An art biennial must, of course, give an account of what is happening in contemporary art. To avoid being lulled into blinkered thinking, and realizing that one must be constantly on the look-out for new ways of interpreting and narrating the world, I decided to present a whole new generation of artists that I have discovered in the course of research and trips to all parts of the world. These artists have been finding new ways of representing the complexity of the modern world using narrative experimental forms that transcend words.

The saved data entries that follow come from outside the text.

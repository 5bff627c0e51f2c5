//! End-to-end tests of the HTTP API against the in-memory index backend.

use async_trait::async_trait;
use axum::body::Body;
use axum::http::{header, Request, StatusCode};
use axum::Router;
use serde_json::{json, Value};
use sqlx::SqlitePool;
use std::sync::Arc;
use std::time::Duration;
use tempfile::TempDir;
use tower::ServiceExt;

use portal_search::analytics::{AnalyticsStore, Recorder, SqliteAnalytics};
use portal_search::auth::{create_user, ensure_admin, Role, MIN_PASSWORD_COST};
use portal_search::config::Config;
use portal_search::error::{PortalError, PortalResult};
use portal_search::index::{IndexService, MemoryIndex};
use portal_search::models::SearchAnalyticsEvent;
use portal_search::server::{router, AppState};
use portal_search::{db, migrate};

struct Harness {
    _tmp: TempDir,
    app: Router,
    pool: SqlitePool,
    index: Arc<MemoryIndex>,
}

fn test_config(tmp: &TempDir) -> Config {
    let toml = format!(
        r#"[db]
path = "{}/portal.sqlite"

[index]
backend = "memory"
task_timeout_ms = 200
task_poll_ms = 10

[auth]
token_secret = "integration-secret"

[server]
public_url = "https://search.example.com"
"#,
        tmp.path().display()
    );
    toml::from_str(&toml).unwrap()
}

async fn harness_with(store: Option<Arc<dyn AnalyticsStore>>) -> Harness {
    let tmp = TempDir::new().unwrap();
    let config = test_config(&tmp);
    let pool = db::connect(&config.db).await.unwrap();
    migrate::run_migrations(&pool).await.unwrap();
    ensure_admin(&pool, "admin", "admin123", MIN_PASSWORD_COST)
        .await
        .unwrap();
    create_user(&pool, "tech", "techpass", Role::Technical, MIN_PASSWORD_COST)
        .await
        .unwrap();

    let store = store.unwrap_or_else(|| Arc::new(SqliteAnalytics::new(pool.clone())));
    let (recorder, _worker) = Recorder::spawn(store, 64);

    let index = Arc::new(MemoryIndex::new());
    let service: Arc<dyn IndexService> = index.clone();
    let app = router(AppState::new(config, pool.clone(), service, recorder));

    Harness {
        _tmp: tmp,
        app,
        pool,
        index,
    }
}

async fn harness() -> Harness {
    harness_with(None).await
}

async fn send(app: &Router, req: Request<Body>) -> (StatusCode, Value) {
    let resp = app.clone().oneshot(req).await.unwrap();
    let status = resp.status();
    let bytes = axum::body::to_bytes(resp.into_body(), usize::MAX)
        .await
        .unwrap();
    let value = serde_json::from_slice(&bytes).unwrap_or(Value::Null);
    (status, value)
}

fn get(uri: &str, token: Option<&str>) -> Request<Body> {
    let mut builder = Request::builder().method("GET").uri(uri);
    if let Some(t) = token {
        builder = builder.header(header::AUTHORIZATION, format!("Bearer {}", t));
    }
    builder.body(Body::empty()).unwrap()
}
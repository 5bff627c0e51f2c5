//! # Portal CLI (`portal`)
//!
//! The `portal` binary runs the search portal backend and its maintenance
//! tasks: schema setup, index synchronization, ad-hoc searches, and
//! analytics reports.
//!
//! ## Usage
//!
//! ```bash
//! portal --config ./config/portal.toml <command>
//! ```
//!
//! ## Commands
//!
//! | Command | Description |
//! |---------|-------------|
//! | `portal init` | Create the SQLite schema and the default admin user |
//! | `portal serve` | Start the HTTP API |
//! | `portal sync` | Rebuild the site index from the sites table |
//! | `portal search "<query>"` | Search the index (not recorded in analytics) |
//! | `portal index init` | Seed the site index with sample data |
//! | `portal index teardown` | Delete the site index |
//! | `portal index stats` | Print document counts for the site index |
//! | `portal analytics` | Print the analytics overview |
//! | `portal export --format csv` | Export raw analytics events |
//!
//! ## Examples
//!
//! ```bash
//! # First run
//! PORTAL_ADMIN_PASSWORD=changeme portal init
//!
//! # Filtered search
//! portal search "payroll" --filter "type = system"
//!
//! # Last 30 days of searches as CSV
//! portal export --format csv --days 30 --output ./analytics.csv
//! ```

use clap::{Parser, Subcommand};
use std::path::PathBuf;
use std::sync::Arc;
use tracing_subscriber::{layer::SubscriberExt, util::SubscriberInitExt};

use portal_search::analytics::SqliteAnalytics;
use portal_search::auth::{self, ADMIN_PASSWORD_ENV, DEFAULT_ADMIN_PASSWORD};
use portal_search::config::{self, Config};
use portal_search::export::{self, ExportFormat};
use portal_search::index::{create_index_service, IndexService, TaskWait};
use portal_search::search::{self, QueryExecutor, SearchParams};
use portal_search::sites::{SiteSource, SiteStore};
use portal_search::sync::Synchronizer;
use portal_search::{db, migrate, server, stats};

/// Portal: search, suggestions and analytics for the internal search portal.
///
/// All commands accept a `--config` flag pointing to a TOML configuration
/// file. See `config/portal.example.toml` for a full example.
#[derive(Parser)]
#[command(
    name = "portal",
    about = "Search, suggestion and analytics backend for the internal search portal",
    version
)]
struct Cli {
    /// Path to configuration file (TOML).
    #[arg(long, global = true, default_value = "./config/portal.toml")]
    config: PathBuf,

    #[command(subcommand)]
    command: Commands,
}

#[derive(Subcommand)]
enum Commands {
    /// Initialize the database schema and the default admin user.
    ///
    /// Idempotent. The admin password is read from `PORTAL_ADMIN_PASSWORD`.
    Init {
        #[arg(long, default_value = "admin")]
        admin_username: String,
    },

    /// Start the HTTP API on `[server].bind`.
    Serve,

    /// Rebuild the site index from the sites table.
    Sync,

    /// Search the index.
    Search {
        query: String,

        #[arg(long)]
        limit: Option<usize>,

        #[arg(long)]
        offset: Option<usize>,

        /// Filter expression, e.g. `type = system`.
        #[arg(long)]
        filter: Option<String>,
    },

    /// Site index lifecycle.
    Index {
        #[command(subcommand)]
        action: IndexAction,
    },

    /// Print the analytics overview.
    Analytics {
        /// Window size in days (defaults to `[analytics].default_days`).
        #[arg(long)]
        days: Option<u32>,

        /// Rows in the top and zero-result lists.
        #[arg(long)]
        limit: Option<u32>,
    },

    /// Export raw analytics events.
    Export {
        #[arg(long, default_value = "json")]
        format: ExportFormat,

        #[arg(long)]
        days: Option<u32>,

        /// Output file; stdout when omitted.
        #[arg(long)]
        output: Option<PathBuf>,
    },
}

#[derive(Subcommand)]
enum IndexAction {
    /// Create the site index and load the sample documents.
    Init,
    /// Delete the site index.
    Teardown,
    /// Print index statistics.
    Stats,
}

struct Services {
    pool: sqlx::SqlitePool,
    index: Arc<dyn IndexService>,
    synchronizer: Synchronizer,
}

async fn connect_services(cfg: &Config) -> anyhow::Result<Services> {
    let pool = db::connect(&cfg.db).await?;
    migrate::run_migrations(&pool).await?;
    let index = create_index_service(&cfg.index)?;
    let sites: Arc<dyn SiteSource> = Arc::new(SiteStore::new(pool.clone()));
    let synchronizer = Synchronizer::new(
        index.clone(),
        sites,
        cfg.index.name.clone(),
        TaskWait::from_config(&cfg.index),
    );
    Ok(Services {
        pool,
        index,
        synchronizer,
    })
}

#[tokio::main]
async fn main() -> anyhow::Result<()> {
    tracing_subscriber::registry()
        .with(
            tracing_subscriber::EnvFilter::try_from_default_env()
                .unwrap_or_else(|_| "portal_search=info,tower_http=info".into()),
        )
        .with(tracing_subscriber::fmt::layer().with_writer(std::io::stderr))
        .init();

    let cli = Cli::parse();
    let cfg = config::load_config(&cli.config)?;

    match cli.command {
        Commands::Init { admin_username } => {
            let pool = db::connect(&cfg.db).await?;
            migrate::run_migrations(&pool).await?;
            let password = std::env::var(ADMIN_PASSWORD_ENV)
                .ok()
                .filter(|p| !p.is_empty())
                .unwrap_or_else(|| DEFAULT_ADMIN_PASSWORD.to_string());
            let created =
                auth::ensure_admin(&pool, &admin_username, &password, cfg.auth.password_cost)
                    .await?;
            if created {
                println!("Created admin user '{}'.", admin_username);
            }
            pool.close().await;
            println!("Database initialized successfully.");
        }
        Commands::Serve => {
            server::run_server(&cfg).await?;
        }
        Commands::Sync => {
            let services = connect_services(&cfg).await?;
            let count = services.synchronizer.full_resync().await?;
            println!(
                "Synchronized {} sites into index '{}'.",
                count,
                services.synchronizer.index_name()
            );
            services.pool.close().await;
        }
        Commands::Search {
            query,
            limit,
            offset,
            filter,
        } => {
            let index = create_index_service(&cfg.index)?;
            let executor = QueryExecutor::new(index, None, &cfg);
            let params = SearchParams {
                query: Some(query),
                limit,
                offset,
                filter,
                ..SearchParams::default()
            };
            let outcome = executor.execute_untracked(&params).await?;
            search::print_outcome(&outcome);
        }
        Commands::Index { action } => {
            let services = connect_services(&cfg).await?;
            let name = services.synchronizer.index_name().to_string();
            match action {
                IndexAction::Init => {
                    let report = services.synchronizer.initialize_with_sample_data().await?;
                    println!(
                        "Initialized index '{}' with {} sample documents (tasks {} and {}).",
                        report.index_name,
                        report.documents_added,
                        report.create_task.task_uid,
                        report.add_task.task_uid
                    );
                }
                IndexAction::Teardown => {
                    services.synchronizer.teardown().await?;
                    println!("Deleted index '{}'.", name);
                }
                IndexAction::Stats => {
                    let index_stats = services.index.get_stats(&name).await?;
                    stats::print_index_stats(&name, &index_stats);
                }
            }
            services.pool.close().await;
        }
        Commands::Analytics { days, limit } => {
            let pool = db::connect(&cfg.db).await?;
            migrate::run_migrations(&pool).await?;
            let analytics = SqliteAnalytics::new(pool.clone());
            let report = analytics
                .overview(
                    days.unwrap_or(cfg.analytics.default_days).max(1),
                    limit.unwrap_or(cfg.analytics.default_limit).max(1),
                )
                .await?;
            stats::print_overview(&report);
            pool.close().await;
        }
        Commands::Export {
            format,
            days,
            output,
        } => {
            let pool = db::connect(&cfg.db).await?;
            migrate::run_migrations(&pool).await?;
            let analytics = SqliteAnalytics::new(pool.clone());
            export::run_export(
                &analytics,
                format,
                days.unwrap_or(cfg.analytics.export_days).max(1),
                output.as_deref(),
            )
            .await?;
            pool.close().await;
        }
    }

    Ok(())
}
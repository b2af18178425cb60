//! Services orchestrating the task workflow.

mod config;
mod emergency;
mod heartbeat;
mod runner;

pub use config::WorkflowConfig;
pub use emergency::{EmergencyStop, EmergencyStopReport};
pub use heartbeat::{Heartbeat, HeartbeatReport};
pub use runner::{RunOutcome, TaskWorkflow, TaskWorkflowParams, WorkflowError};
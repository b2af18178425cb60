//! Rule checkers: one evaluator per rule kind.
//!
//! Each checker takes `(policy, task, context)` and returns a
//! [`CheckOutcome`] or a [`CheckerFault`]. Checkers never mutate the store;
//! aggregate reads go through the [`ActivityStore`] port carried by the
//! context. The dispatch in [`run`] matches the rule union exhaustively, so
//! a new rule kind cannot be added without a checker.
//!
//! Checkpoint-awareness, uniform across checkers: when the content field a
//! checker inspects is absent for the current checkpoint, the checker passes
//! trivially instead of fabricating a failure — except `required_phrase`,
//! which fails explicitly when no content exists at all.

mod banned_phrase;
mod budget_limit;
mod claim_lock;
mod content_rule;
mod domain_allowlist;
mod rate_limit;
mod required_phrase;
mod suppression;
mod time_window;

use crate::policy::domain::{CheckOutcome, Checkpoint, CheckerFault, Policy, PolicyRule};
use crate::policy::ports::ActivityStore;
use crate::records::domain::{OrganizationId, Product};
use crate::task::domain::Task;
use chrono::{DateTime, Utc};

/// Read-only context shared by every checker within one validation call.
pub struct CheckContext<'a> {
    /// Checkpoint being validated.
    pub checkpoint: Checkpoint,
    /// Evaluation instant; all outputs are stamped with it.
    pub now: DateTime<Utc>,
    /// Organization owning the task's campaign.
    pub organization_id: OrganizationId,
    /// Product targeted by the campaign, when resolved.
    pub product: Option<&'a Product>,
    /// Aggregate activity reads for rate-limit and budget rules.
    pub activity: &'a dyn ActivityStore,
}

/// Evaluates one policy against a task snapshot.
///
/// # Errors
///
/// Returns [`CheckerFault`] when the checker itself fails (bad rule pattern,
/// aggregate-store read failure); the engine treats faults as "no opinion".
pub async fn run(
    policy: &Policy,
    task: &Task,
    ctx: &CheckContext<'_>,
) -> Result<CheckOutcome, CheckerFault> {
    match policy.rule() {
        PolicyRule::RateLimit(rule) => rate_limit::check(policy, rule, task, ctx).await,
        PolicyRule::BannedPhrase(rule) => banned_phrase::check(policy, rule, task, ctx),
        PolicyRule::RequiredPhrase(rule) => required_phrase::check(policy, rule, task, ctx),
        PolicyRule::ClaimLock(rule) => claim_lock::check(policy, rule, task, ctx),
        PolicyRule::DomainAllowlist(rule) => domain_allowlist::check(policy, rule, task, ctx),
        PolicyRule::Suppression(rule) => suppression::check(policy, rule, task, ctx),
        PolicyRule::TimeWindow(rule) => time_window::check(policy, rule, task, ctx),
        PolicyRule::BudgetLimit(rule) => budget_limit::check(policy, rule, task, ctx).await,
        PolicyRule::ContentRule(rule) => content_rule::check(policy, rule, task, ctx),
    }
}

/// Returns the serialized content relevant to the current checkpoint, or
/// `None` when that content has not been produced yet.
///
/// The content checkpoint inspects the draft; pre-execute inspects the final
/// content (falling back to the draft for auto-approved paths mid-flight).
pub(crate) fn content_text(task: &Task, checkpoint: Checkpoint) -> Option<String> {
    let value = match checkpoint {
        Checkpoint::Content => task.draft_content(),
        Checkpoint::PreDraft | Checkpoint::PreExecute => {
            task.final_content().or_else(|| task.draft_content())
        }
    }?;
    serde_json::to_string(value).ok()
}
//! Policy aggregate root and severity.

use super::{ParsePolicySeverityError, PolicyId, PolicyKind, PolicyRule};
use crate::records::domain::{OrganizationId, ProductId};
use serde::{Deserialize, Serialize};
use std::fmt;

/// How a violated policy affects the validation verdict.
#[derive(Debug, Clone, Copy, PartialEq, Eq, Hash, PartialOrd, Ord, Serialize, Deserialize)]
#[serde(rename_all = "snake_case")]
pub enum PolicySeverity {
    /// Logged only; never affects the verdict.
    Warn,
    /// Surfaced for human attention; does not block by itself.
    Escalate,
    /// Denies the validation outright.
    Block,
}

impl PolicySeverity {
    /// Returns the canonical storage representation.
    #[must_use]
    pub const fn as_str(self) -> &'static str {
        match self {
            Self::Warn => "warn",
            Self::Escalate => "escalate",
            Self::Block => "block",
        }
    }
}

impl fmt::Display for PolicySeverity {
    fn fmt(&self, f: &mut fmt::Formatter<'_>) -> fmt::Result {
        f.write_str(self.as_str())
    }
}

impl TryFrom<&str> for PolicySeverity {
    type Error = ParsePolicySeverityError;

    fn try_from(value: &str) -> Result<Self, Self::Error> {
        let normalized = value.trim().to_ascii_lowercase();
        match normalized.as_str() {
            "warn" => Ok(Self::Warn),
            "escalate" => Ok(Self::Escalate),
            "block" => Ok(Self::Block),
            _ => Err(ParsePolicySeverityError(value.to_owned())),
        }
    }
}

/// Policy aggregate root.
///
/// Authored by administrative tooling outside the core; read-only from the
/// workflow's perspective. A policy scoped to a product applies only to tasks
/// whose campaign targets that product; an unscoped policy applies
/// organization-wide.
#[derive(Debug, Clone, PartialEq, Serialize, Deserialize)]
pub struct Policy {
    id: PolicyId,
    organization_id: OrganizationId,
    product_id: Option<ProductId>,
    name: String,
    severity: PolicySeverity,
    active: bool,
    rule: PolicyRule,
}

impl Policy {
    /// Creates an active, organization-wide policy.
    #[must_use]
    pub fn new(
        organization_id: OrganizationId,
        name: impl Into<String>,
        severity: PolicySeverity,
        rule: PolicyRule,
    ) -> Self {
        Self {
            id: PolicyId::new(),
            organization_id,
            product_id: None,
            name: name.into(),
            severity,
            active: true,
            rule,
        }
    }

    /// Scopes the policy to one product.
    #[must_use]
    pub const fn scoped_to_product(mut self, product_id: ProductId) -> Self {
        self.product_id = Some(product_id);
        self
    }

    /// Deactivates the policy; inactive policies are never evaluated.
    #[must_use]
    pub const fn deactivated(mut self) -> Self {
        self.active = false;
        self
    }

    /// Returns the policy identifier.
    #[must_use]
    pub const fn id(&self) -> PolicyId {
        self.id
    }

    /// Returns the owning organization identifier.
    #[must_use]
    pub const fn organization_id(&self) -> OrganizationId {
        self.organization_id
    }

    /// Returns the product scope, if any.
    #[must_use]
    pub const fn product_id(&self) -> Option<ProductId> {
        self.product_id
    }

    /// Returns the policy name.
    #[must_use]
    pub fn name(&self) -> &str {
        &self.name
    }

    /// Returns the severity.
    #[must_use]
    pub const fn severity(&self) -> PolicySeverity {
        self.severity
    }

    /// Returns whether the policy is active.
    #[must_use]
    pub const fn is_active(&self) -> bool {
        self.active
    }

    /// Returns the rule payload.
    #[must_use]
    pub const fn rule(&self) -> &PolicyRule {
        &self.rule
    }

    /// Returns the rule kind.
    #[must_use]
    pub const fn kind(&self) -> PolicyKind {
        self.rule.kind()
    }
}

The thinking behind the 2013 Lyon Biennale involves the idea of a contemporary art biennial as a way of highlighting what works have in common rather than constructing a prescribed world. And for this reason the title chosen for the 2013 Biennale carefully avoids any descriptive synthesis of the works presented but seeks rather to remove them from the kind of easy explanatory setting that too often works against their inherent multiple meanings. The title chosen foregrounds the processes of storytelling. It is a statement about the need for an exhibition to remain true to its purpose: in this case, a renewed attention to form as the generator of meaning, and the recognition that in a story the way it is told, the construction of a new narrative form, is primordial.